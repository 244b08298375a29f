//! Tree-building primitives.
//!
//! Handlers never touch the node stack directly. They open a node, capture
//! raw text into a buffer, take the buffer back and close the node, all
//! through [`TreeContext`].

use crate::tree::Node;

/// The primitives a tree-building handler works with.
///
/// Misuse (closing the root, appending with no open buffer, resuming twice)
/// is a bug in the event source and panics.
pub trait TreeContext {
    /// Open `node` as a child of the current node.
    fn enter(&mut self, node: Node);

    /// The innermost open node.
    fn current_mut(&mut self) -> &mut Node;

    /// Close the innermost open node, attaching it to its parent.
    fn exit(&mut self);

    /// Start capturing raw text.
    fn buffer(&mut self);

    /// Append to the innermost buffer.
    fn append_raw(&mut self, text: &str);

    /// Stop capturing and return what the innermost buffer holds.
    fn resume(&mut self) -> String;
}

/// The default [`TreeContext`]: a stack of open nodes rooted at
/// [`Node::Root`] and a stack of text buffers.
#[derive(Debug)]
pub struct TreeState {
    stack: Vec<Node>,
    buffers: Vec<String>,
}

impl TreeState {
    pub fn new() -> Self {
        Self {
            stack: vec![Node::root(Vec::new())],
            buffers: Vec::new(),
        }
    }

    /// Return the finished root.
    ///
    /// # Panics
    ///
    /// If a node or buffer is still open.
    pub fn finish(mut self) -> Node {
        assert!(
            self.buffers.is_empty(),
            "document ended with {} open buffer(s)",
            self.buffers.len()
        );
        assert_eq!(
            self.stack.len(),
            1,
            "document ended with {} unclosed node(s)",
            self.stack.len() - 1
        );
        match self.stack.pop() {
            Some(root) => root,
            None => unreachable!(),
        }
    }
}

impl Default for TreeState {
    fn default() -> Self {
        Self::new()
    }
}

impl TreeContext for TreeState {
    fn enter(&mut self, node: Node) {
        self.stack.push(node);
    }

    fn current_mut(&mut self) -> &mut Node {
        match self.stack.last_mut() {
            Some(node) => node,
            None => unreachable!("the root is never popped"),
        }
    }

    fn exit(&mut self) {
        assert!(self.stack.len() > 1, "exit without a matching enter");
        let Some(node) = self.stack.pop() else {
            unreachable!()
        };
        let parent = self.current_mut();
        let type_name = parent.type_name().to_string();
        match parent.children_mut() {
            Some(children) => children.push(node),
            None => panic!("`{type_name}` node cannot have children"),
        }
    }

    fn buffer(&mut self) {
        self.buffers.push(String::new());
    }

    fn append_raw(&mut self, text: &str) {
        match self.buffers.last_mut() {
            Some(buffer) => buffer.push_str(text),
            None => panic!("raw text outside of a buffer"),
        }
    }

    fn resume(&mut self) -> String {
        match self.buffers.pop() {
            Some(buffer) => buffer,
            None => panic!("resume without a matching buffer"),
        }
    }
}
+ + + + + + +
YOUR INSTRUCTIONS ▸ Filter the records above for the string "impl" and copy each matching line.

TASK RESPONSE ▸
impl TreeState {
impl Default for TreeState {
impl TreeContext for TreeState {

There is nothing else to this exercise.